> Task directions
In the entries below, find each line with the word "SocketId" and pull it out.

[Start of Attachment]

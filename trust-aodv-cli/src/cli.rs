//! # CLI Module.
//!
//! This module contains all CLI related data handling and conversions.

use crate::fs::{load_trust_table, save_config, save_trust_table};
use clap::{Args, Parser, Subcommand};
use log::{info, warn};
use std::{
	net::Ipv4Addr,
	str::FromStr,
	time::{Duration, SystemTime, UNIX_EPOCH},
};
use trust_aodv::{
	sim::{line_links, Network},
	trust::is_trustworthy,
	AodvError, ProtocolConfig, TrustEntry,
};

/// Rounds a single packet may take to reach its destination.
const MAX_ROUNDS_PER_PACKET: usize = 500;

#[derive(Parser)]
#[command(author, version, about, long_about = None)]
pub struct Cli {
	#[command(subcommand)]
	pub mode: Mode,
}

/// CLI commands.
#[derive(Subcommand)]
pub enum Mode {
	/// Display the current configuration.
	Show,
	/// Run a line-topology simulation. Requires 'SimulateData'.
	Simulate(SimulateData),
	/// Maintain the trust table. Requires 'TrustData'.
	Trust(TrustData),
	/// Update the configuration. Requires 'UpdateData'.
	Update(UpdateData),
}

/// Configuration update subcommand input.
#[derive(Args, Debug)]
pub struct UpdateData {
	/// Route request drop probability (0-100).
	#[clap(long = "rreq-drop")]
	rreq_drop: Option<String>,
	/// Route reply drop probability (0-100).
	#[clap(long = "rrep-drop")]
	rrep_drop: Option<String>,
	/// Data packet drop probability (0-100).
	#[clap(long = "data-drop")]
	data_drop: Option<String>,
	/// Active route timeout in milliseconds.
	#[clap(long = "active-route-timeout")]
	active_route_timeout: Option<String>,
}

/// Trust table subcommand input.
#[derive(Args, Debug)]
pub struct TrustData {
	/// Desired action (add, update, remove, lookup, list).
	#[clap(long = "action")]
	action: Option<String>,
	/// Neighbour address (dotted quad).
	#[clap(long = "neighbour")]
	neighbour: Option<String>,
	/// Trust value (0-1).
	#[clap(long = "value")]
	value: Option<String>,
}

/// Simulation subcommand input.
#[derive(Args, Debug)]
pub struct SimulateData {
	/// Number of nodes in the line.
	#[clap(long = "nodes", default_value_t = 5)]
	nodes: usize,
	/// Index of the node running the configured drop probabilities.
	#[clap(long = "selfish", default_value_t = 1)]
	selfish: usize,
	/// Data packets sent from the first to the last node.
	#[clap(long = "packets", default_value_t = 10)]
	packets: usize,
	/// Random seed.
	#[clap(long = "seed", default_value_t = 42)]
	seed: u64,
	/// Simulated milliseconds between two packets.
	#[clap(long = "interval", default_value_t = 1000)]
	interval: u64,
	/// Let every node score its neighbours by their forwarding.
	#[clap(long = "trust")]
	trust: bool,
}

/// Trust table action.
#[derive(Debug, PartialEq)]
pub enum Action {
	Add,
	Update,
	Remove,
	Lookup,
	List,
}

impl FromStr for Action {
	type Err = AodvError;

	fn from_str(s: &str) -> Result<Self, Self::Err> {
		match s {
			"add" => Ok(Action::Add),
			"update" => Ok(Action::Update),
			"remove" => Ok(Action::Remove),
			"lookup" => Ok(Action::Lookup),
			"list" => Ok(Action::List),
			_ => Err(AodvError::ParsingError("Invalid action.".to_string())),
		}
	}
}

impl TrustData {
	fn neighbour(&self) -> Result<Ipv4Addr, AodvError> {
		self.neighbour
			.as_deref()
			.ok_or_else(|| AodvError::ValidationError("Missing neighbour.".to_string()))?
			.parse()
			.map_err(|_| AodvError::ParsingError("Failed to parse neighbour address.".to_string()))
	}

	/// Builds the entry to store, stamped with the current time.
	pub fn to_trust_entry(&self) -> Result<TrustEntry, AodvError> {
		let neighbour = self.neighbour()?;
		let value = self
			.value
			.as_ref()
			.ok_or_else(|| AodvError::ValidationError("Missing value.".to_string()))
			.and_then(|value| {
				value.parse::<f64>().map_err(|e| AodvError::ParsingError(e.to_string()))
			})?;
		if !(0.0..=1.0).contains(&value) {
			return Err(AodvError::ValidationError(format!(
				"Trust value {} is outside [0, 1].",
				value
			)));
		}
		let now = SystemTime::now()
			.duration_since(UNIX_EPOCH)
			.map_err(|e| AodvError::UnknownError(e.to_string()))?;

		Ok(TrustEntry::new(neighbour, value, now))
	}
}

fn parse_probability(value: &str) -> Result<f64, AodvError> {
	value.parse::<f64>().map_err(|e| AodvError::ParsingError(e.to_string()))
}

/// Handles the CLI project configuration update.
pub fn handle_update(config: &mut ProtocolConfig, data: UpdateData) -> Result<(), AodvError> {
	if let Some(rreq_drop) = data.rreq_drop {
		config.set_rreq_drop_probability(parse_probability(&rreq_drop)?)?;
	}

	if let Some(rrep_drop) = data.rrep_drop {
		config.set_rrep_drop_probability(parse_probability(&rrep_drop)?)?;
	}

	if let Some(data_drop) = data.data_drop {
		config.set_data_drop_probability(parse_probability(&data_drop)?)?;
	}

	if let Some(timeout) = data.active_route_timeout {
		config.active_route_timeout_ms =
			timeout.parse::<u64>().map_err(|e| AodvError::ParsingError(e.to_string()))?;
	}

	save_config(config.clone())
}

/// Handles the trust subcommand.
pub fn handle_trust(data: TrustData) -> Result<(), AodvError> {
	let action: Action = data
		.action
		.as_deref()
		.ok_or(AodvError::ValidationError("Missing action.".to_string()))?
		.parse()?;
	let mut table = load_trust_table()?;

	match action {
		Action::Add => table.add_record(data.to_trust_entry()?)?,
		Action::Update => table.update_record(data.to_trust_entry()?),
		Action::Remove => {
			let neighbour = data.neighbour()?;
			if table.remove_record(neighbour).is_none() {
				warn!("No trust entry for {}.", neighbour);
				return Ok(());
			}
		},
		Action::Lookup => {
			let neighbour = data.neighbour()?;
			match table.lookup_trust_entry(neighbour) {
				Some(entry) => info!(
					"{}: {} ({})",
					neighbour,
					entry.trust_value(),
					if is_trustworthy(entry.trust_value()) { "trusted" } else { "untrusted" }
				),
				None => info!("{}: unknown", neighbour),
			}
			return Ok(());
		},
		Action::List => {
			for entry in table.iter() {
				info!("{}: {}", entry.neighbour_address(), entry.trust_value());
			}
			info!("{} trust entries.", table.len());
			return Ok(());
		},
	}

	let filepath = save_trust_table(&table)?;
	info!("Trust table saved at \"{}\".", filepath.display());
	Ok(())
}

/// Builds one configuration per node: the selfish node runs `config`, every
/// other node never drops.
pub fn simulation_configs(
	config: &ProtocolConfig, nodes: usize, selfish: usize,
) -> Result<Vec<ProtocolConfig>, AodvError> {
	if nodes < 2 {
		return Err(AodvError::ValidationError("A simulation needs at least 2 nodes.".to_string()));
	}
	if selfish >= nodes {
		return Err(AodvError::ValidationError(format!(
			"Selfish node {} is not in a line of {} nodes.",
			selfish, nodes
		)));
	}

	let honest = ProtocolConfig {
		active_route_timeout_ms: config.active_route_timeout_ms,
		..ProtocolConfig::honest()
	};
	let mut configs = vec![honest; nodes];
	configs[selfish] = config.clone();
	Ok(configs)
}

/// Handles the simulate subcommand.
pub fn handle_simulate(config: &ProtocolConfig, data: SimulateData) -> Result<(), AodvError> {
	let configs = simulation_configs(config, data.nodes, data.selfish)?;
	let mut network = Network::new(&line_links(data.nodes), configs, data.seed, data.trust)?;

	let last = data.nodes - 1;
	for i in 0..data.packets {
		if i > 0 {
			network.clock().advance(Duration::from_millis(data.interval));
		}
		network.send_data(0, last, i.to_le_bytes().to_vec())?;
		network.run(MAX_ROUNDS_PER_PACKET)?;
	}

	let report = network.report();
	let json =
		serde_json::to_string_pretty(&report).map_err(|e| AodvError::ParsingError(e.to_string()))?;
	info!("Simulation report:\n{}", json);
	info!("Delivered {}/{} packets.", report.delivered, report.sent);

	Ok(())
}
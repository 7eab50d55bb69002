//! Trust manager scoring neighbours by observed forwarding behaviour.

use super::{TrustEntry, TrustMediator, TrustTable, TrustValue};
use log::debug;
use std::{collections::HashMap, net::Ipv4Addr, time::Duration};

/// Forwarding counters for one neighbour.
#[derive(Clone, Copy, Debug, Default, PartialEq, Eq)]
pub struct Observations {
	/// Packets the neighbour was seen forwarding.
	pub forwarded: u64,
	/// Packets the neighbour was seen dropping.
	pub dropped: u64,
}

impl Observations {
	/// Beta-reputation estimate of the forwarding probability. An unobserved
	/// neighbour scores 0.5.
	pub fn score(&self) -> TrustValue {
		(self.forwarded as f64 + 1.0) / ((self.forwarded + self.dropped) as f64 + 2.0)
	}
}

/// Watches neighbours forward traffic and keeps their scores in a trust table.
#[derive(Clone, Debug, Default)]
pub struct ForwardingTrustManager {
	observations: HashMap<Ipv4Addr, Observations>,
	table: TrustTable,
}

impl ForwardingTrustManager {
	/// Creates a manager with an empty table.
	pub fn new() -> Self {
		Self::default()
	}

	/// Records that the neighbour forwarded a packet it was handed.
	pub fn observe_forward(&mut self, neighbour: Ipv4Addr, now: Duration) {
		self.observations.entry(neighbour).or_default().forwarded += 1;
		self.refresh(neighbour, now);
	}

	/// Records that the neighbour dropped a packet it should have forwarded.
	pub fn observe_drop(&mut self, neighbour: Ipv4Addr, now: Duration) {
		self.observations.entry(neighbour).or_default().dropped += 1;
		self.refresh(neighbour, now);
	}

	/// Counters collected for a neighbour.
	pub fn observations(&self, neighbour: Ipv4Addr) -> Observations {
		self.observations.get(&neighbour).copied().unwrap_or_default()
	}

	fn refresh(&mut self, neighbour: Ipv4Addr, now: Duration) {
		let score = self.observations(neighbour).score();
		debug!("Trust of {} is now {:.3}", neighbour, score);
		self.table.update_record(TrustEntry::new(neighbour, score, now));
	}
}

impl TrustMediator for ForwardingTrustManager {
	fn strategy(&self) -> &'static str {
		"forwarding-observation"
	}

	/// Overrides the observed score; counters are left alone and the next
	/// observation recomputes the score from them.
	fn record_trust(&mut self, neighbour: Ipv4Addr, value: TrustValue, now: Duration) {
		self.table.update_record(TrustEntry::new(neighbour, value, now));
	}

	fn trust_table(&self) -> &TrustTable {
		&self.table
	}
}
//! # Simulation Module.
//!
//! Single-threaded in-memory network. Every node runs a trust-aware engine on
//! top of [`BasicAodv`]; frames travel over a shared medium and are delivered
//! round by round between linked nodes.

use crate::{
	base::{BasicAodv, DEFAULT_TTL},
	config::ProtocolConfig,
	error::AodvError,
	net::{Clock, DeviceId, InterfaceAddress, Ipv4Stack, SeededRandom, VirtualClock},
	packet::{Ipv4Header, Packet, AODV_PORT},
	protocol::{DataOutcome, ProtocolStats, RoutingProtocol},
	route::Ipv4Route,
	socket::{Socket, SocketId, SocketRegistry},
	trust::{manager::ForwardingTrustManager, TrustMediator, TrustProvider, TrustValue},
};
use log::{debug, info, trace, warn};
use serde::Serialize;
use std::{
	cell::RefCell,
	collections::{BTreeSet, VecDeque},
	net::{Ipv4Addr, SocketAddrV4},
	rc::Rc,
	sync::{Arc, RwLock},
	time::Duration,
};

/// Prefix length of the simulated subnet.
pub const PREFIX_LEN: u8 = 24;
/// Largest network the 10.0.0.0/24 subnet can hold.
pub const MAX_NODES: usize = 254;
/// Simulated time a delivery round takes.
pub const ROUND_DURATION: Duration = Duration::from_millis(10);

/// Address of the `index`-th node.
pub fn node_address(index: usize) -> Ipv4Addr {
	Ipv4Addr::new(10, 0, 0, (index + 1) as u8)
}

/// Links of a line topology with `size` nodes.
pub fn line_links(size: usize) -> Vec<(usize, usize)> {
	(1..size).map(|i| (i - 1, i)).collect()
}

enum Frame {
	Control { from: Ipv4Addr, to: SocketAddrV4, packet: Packet },
	Data { from: Ipv4Addr, route: Ipv4Route, packet: Packet, header: Ipv4Header },
}

type Medium = Rc<RefCell<VecDeque<Frame>>>;
type Inbox = Rc<RefCell<VecDeque<(Packet, SocketAddrV4)>>>;

/// Socket attached to the shared medium.
pub struct SimSocket {
	local: Ipv4Addr,
	inbox: Inbox,
	medium: Medium,
}

impl Socket for SimSocket {
	fn recv_from(&mut self) -> Option<(Packet, SocketAddrV4)> {
		self.inbox.borrow_mut().pop_front()
	}

	fn send_to(&mut self, packet: Packet, destination: SocketAddrV4) {
		let frame = Frame::Control { from: self.local, to: destination, packet };
		self.medium.borrow_mut().push_back(frame);
	}
}

/// Network layer of a simulated node: one interface on one device.
pub struct SimIpv4 {
	interface: InterfaceAddress,
	forwarding: bool,
	medium: Medium,
	delivered: Vec<(Packet, Ipv4Header)>,
}

impl SimIpv4 {
	/// Packets delivered to this node.
	pub fn delivered(&self) -> &[(Packet, Ipv4Header)] {
		&self.delivered
	}
}

impl Ipv4Stack for SimIpv4 {
	fn interface_for_device(&self, device: DeviceId) -> Option<u32> {
		(device == DeviceId(0)).then_some(0)
	}

	fn interface_for_address(&self, address: Ipv4Addr) -> Option<u32> {
		(address == self.interface.local).then_some(0)
	}

	fn address(&self, interface: u32, index: u32) -> Option<InterfaceAddress> {
		(interface == 0 && index == 0).then_some(self.interface)
	}

	fn is_forwarding(&self, _interface: u32) -> bool {
		self.forwarding
	}

	fn set_forwarding(&mut self, _interface: u32, forwarding: bool) {
		self.forwarding = forwarding;
	}

	fn unicast_forward(&mut self, route: &Ipv4Route, packet: Packet, header: Ipv4Header) {
		let frame = Frame::Data { from: self.interface.local, route: *route, packet, header };
		self.medium.borrow_mut().push_back(frame);
	}

	fn local_deliver(&mut self, packet: Packet, header: Ipv4Header, _interface: u32) {
		trace!("{} delivered a packet from {}", self.interface.local, header.source);
		self.delivered.push((packet, header));
	}
}

/// Engine type every simulated node runs.
pub type SimProtocol = RoutingProtocol<BasicAodv, SimIpv4>;

struct SimNode {
	protocol: SimProtocol,
	unicast: (SocketId, Inbox),
	broadcast: (SocketId, Inbox),
	trust: Option<Arc<RwLock<ForwardingTrustManager>>>,
}

/// Per-node part of a [`SimulationReport`].
#[derive(Clone, Debug, Serialize)]
pub struct NodeReport {
	/// Node address.
	pub address: Ipv4Addr,
	/// Engine counters.
	pub stats: ProtocolStats,
	/// Data packets delivered to this node.
	pub delivered: usize,
	/// Trust the node holds in its neighbours.
	pub trust: Vec<(Ipv4Addr, TrustValue)>,
}

/// Outcome of a simulation run.
#[derive(Clone, Debug, Serialize)]
pub struct SimulationReport {
	/// Data packets originated.
	pub sent: u64,
	/// Data packets delivered.
	pub delivered: u64,
	/// Per-node details.
	pub nodes: Vec<NodeReport>,
}

/// Simulated network.
pub struct Network {
	nodes: Vec<SimNode>,
	links: BTreeSet<(usize, usize)>,
	medium: Medium,
	clock: VirtualClock,
	sent: u64,
}

impl Network {
	/// Builds a network with one node per configuration. Node `i` gets
	/// address `10.0.0.(i+1)`; links are undirected.
	pub fn new(
		links: &[(usize, usize)], configs: Vec<ProtocolConfig>, seed: u64, with_trust: bool,
	) -> Result<Self, AodvError> {
		if configs.is_empty() || configs.len() > MAX_NODES {
			return Err(AodvError::ConfigurationError(format!(
				"A network needs between 1 and {} nodes, got {}",
				MAX_NODES,
				configs.len()
			)));
		}

		let size = configs.len();
		let mut link_set = BTreeSet::new();
		for &(a, b) in links {
			if a >= size || b >= size || a == b {
				return Err(AodvError::ConfigurationError(format!("Invalid link {}-{}", a, b)));
			}
			link_set.insert((a.min(b), a.max(b)));
		}

		let medium: Medium = Rc::new(RefCell::new(VecDeque::new()));
		let clock = VirtualClock::new();
		let mut nodes = Vec::with_capacity(size);
		for (i, config) in configs.into_iter().enumerate() {
			let address = node_address(i);
			let interface = InterfaceAddress::new(address, PREFIX_LEN);

			let mut sockets = SocketRegistry::new();
			let unicast_inbox: Inbox = Rc::default();
			let broadcast_inbox: Inbox = Rc::default();
			let unicast = sockets.register_unicast(
				Box::new(SimSocket {
					local: address,
					inbox: unicast_inbox.clone(),
					medium: medium.clone(),
				}),
				interface,
			);
			let broadcast = sockets.register_subnet_broadcast(
				Box::new(SimSocket {
					local: address,
					inbox: broadcast_inbox.clone(),
					medium: medium.clone(),
				}),
				interface,
			);

			let trust = with_trust.then(|| Arc::new(RwLock::new(ForwardingTrustManager::new())));
			let provider = trust.clone().map(|t| t as Arc<dyn TrustProvider>);
			let ipv4 =
				SimIpv4 { interface, forwarding: true, medium: medium.clone(), delivered: Vec::new() };
			let protocol = RoutingProtocol::new(
				config,
				BasicAodv::new(),
				ipv4,
				sockets,
				Box::new(SeededRandom::from_seed(seed.wrapping_add(i as u64))),
				Box::new(clock.clone()),
				provider,
			)?;

			nodes.push(SimNode {
				protocol,
				unicast: (unicast, unicast_inbox),
				broadcast: (broadcast, broadcast_inbox),
				trust,
			});
		}

		info!("Network of {} nodes and {} links", size, link_set.len());
		Ok(Self { nodes, links: link_set, medium, clock, sent: 0 })
	}

	/// Line topology where every node shares one configuration.
	pub fn line(size: usize, config: ProtocolConfig, seed: u64) -> Result<Self, AodvError> {
		Network::new(&line_links(size), vec![config; size], seed, false)
	}

	/// Originates a data packet at node `from` for node `to`.
	pub fn send_data(&mut self, from: usize, to: usize, payload: Vec<u8>) -> Result<(), AodvError> {
		if to >= self.nodes.len() {
			return Err(AodvError::ValidationError(format!("Unknown node {}", to)));
		}
		let node = self
			.nodes
			.get_mut(from)
			.ok_or_else(|| AodvError::ValidationError(format!("Unknown node {}", from)))?;

		node.protocol.send(Packet::new(payload, DEFAULT_TTL), node_address(to))?;
		self.sent += 1;
		Ok(())
	}

	/// Delivers frames until the medium is quiet or `max_rounds` ran out.
	/// Returns the number of rounds that carried traffic.
	pub fn run(&mut self, max_rounds: usize) -> Result<usize, AodvError> {
		for round in 0..max_rounds {
			let frames: Vec<Frame> = self.medium.borrow_mut().drain(..).collect();
			if frames.is_empty() {
				return Ok(round);
			}
			self.clock.advance(ROUND_DURATION);
			trace!("Round {}: {} frames", round, frames.len());

			for frame in frames {
				match frame {
					Frame::Control { from, to, packet } => self.deliver_control(from, to, packet)?,
					Frame::Data { from, route, packet, header } => {
						self.deliver_data(from, route, packet, header)?
					},
				}
			}
		}

		if !self.medium.borrow().is_empty() {
			warn!("Simulation stopped after {} rounds with traffic in flight", max_rounds);
		}
		Ok(max_rounds)
	}

	fn deliver_control(
		&mut self, from: Ipv4Addr, to: SocketAddrV4, packet: Packet,
	) -> Result<(), AodvError> {
		let sender = match self.index_of(from) {
			Some(sender) => sender,
			None => return Ok(()),
		};
		let source = SocketAddrV4::new(from, AODV_PORT);

		let broadcast = InterfaceAddress::new(from, PREFIX_LEN).broadcast;
		if *to.ip() == broadcast {
			for neighbour in self.neighbours(sender) {
				let node = &mut self.nodes[neighbour];
				node.broadcast.1.borrow_mut().push_back((packet.clone(), source));
				let outcome = node.protocol.recv_aodv(node.broadcast.0)?;
				trace!("{} -> {}: {:?}", from, node_address(neighbour), outcome);
			}
			return Ok(());
		}

		match self.index_of(*to.ip()) {
			Some(receiver) if self.linked(sender, receiver) => {
				let node = &mut self.nodes[receiver];
				node.unicast.1.borrow_mut().push_back((packet, source));
				let outcome = node.protocol.recv_aodv(node.unicast.0)?;
				trace!("{} -> {}: {:?}", from, to, outcome);
			},
			_ => debug!("{} is out of range of {}, frame lost", to, from),
		}
		Ok(())
	}

	fn deliver_data(
		&mut self, from: Ipv4Addr, route: Ipv4Route, packet: Packet, header: Ipv4Header,
	) -> Result<(), AodvError> {
		let (sender, receiver) = match (self.index_of(from), self.index_of(route.gateway)) {
			(Some(sender), Some(receiver)) if self.linked(sender, receiver) => (sender, receiver),
			_ => {
				debug!("{} is out of range of {}, data lost", route.gateway, from);
				return Ok(());
			},
		};

		let outcome = self.nodes[receiver].protocol.route_input(packet, header, DeviceId(0))?;
		if header.destination == route.gateway {
			return Ok(());
		}

		// Honest refusals leave the relay's score alone.
		let sabotaged = match outcome {
			DataOutcome::Accepted => false,
			DataOutcome::Sabotaged => true,
			DataOutcome::Refused => return Ok(()),
		};
		if let Some(trust) = &self.nodes[sender].trust {
			let now = self.clock.now();
			match trust.write() {
				Ok(mut manager) if sabotaged => manager.observe_drop(route.gateway, now),
				Ok(mut manager) => manager.observe_forward(route.gateway, now),
				Err(_) => warn!("Trust manager of {} is poisoned", from),
			}
		}
		Ok(())
	}

	fn index_of(&self, address: Ipv4Addr) -> Option<usize> {
		let [a, b, c, d] = address.octets();
		let index = usize::from(d).checked_sub(1)?;
		((a, b, c) == (10, 0, 0) && index < self.nodes.len()).then_some(index)
	}

	fn linked(&self, a: usize, b: usize) -> bool {
		self.links.contains(&(a.min(b), a.max(b)))
	}

	fn neighbours(&self, node: usize) -> Vec<usize> {
		self.links
			.iter()
			.filter_map(|&(a, b)| match node {
				n if n == a => Some(b),
				n if n == b => Some(a),
				_ => None,
			})
			.collect()
	}

	/// Engine of the `index`-th node.
	pub fn node(&self, index: usize) -> Option<&SimProtocol> {
		self.nodes.get(index).map(|n| &n.protocol)
	}

	/// Mutable engine of the `index`-th node.
	pub fn node_mut(&mut self, index: usize) -> Option<&mut SimProtocol> {
		self.nodes.get_mut(index).map(|n| &mut n.protocol)
	}

	/// Trust manager of the `index`-th node, when trust is enabled.
	pub fn trust_manager(&self, index: usize) -> Option<Arc<RwLock<ForwardingTrustManager>>> {
		self.nodes.get(index).and_then(|n| n.trust.clone())
	}

	/// Shared simulation clock.
	pub fn clock(&self) -> &VirtualClock {
		&self.clock
	}

	/// Counters of the run so far.
	pub fn report(&self) -> SimulationReport {
		let nodes: Vec<NodeReport> = self
			.nodes
			.iter()
			.enumerate()
			.map(|(i, node)| {
				let trust: Vec<(Ipv4Addr, TrustValue)> = node
					.trust
					.as_ref()
					.and_then(|t| t.read().ok())
					.map(|m| {
						m.trust_table()
							.iter()
							.map(|e| (e.neighbour_address(), e.trust_value()))
							.collect()
					})
					.unwrap_or_default();
				NodeReport {
					address: node_address(i),
					stats: node.protocol.stats(),
					delivered: node.protocol.ipv4().delivered().len(),
					trust,
				}
			})
			.collect();
		let delivered: u64 = nodes.iter().map(|n| n.delivered as u64).sum();

		SimulationReport { sent: self.sent, delivered, nodes }
	}
}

[End of Attachment]

> Result for this task
	socket::{Socket, SocketId, SocketRegistry},
	unicast: (SocketId, Inbox),
	broadcast: (SocketId, Inbox),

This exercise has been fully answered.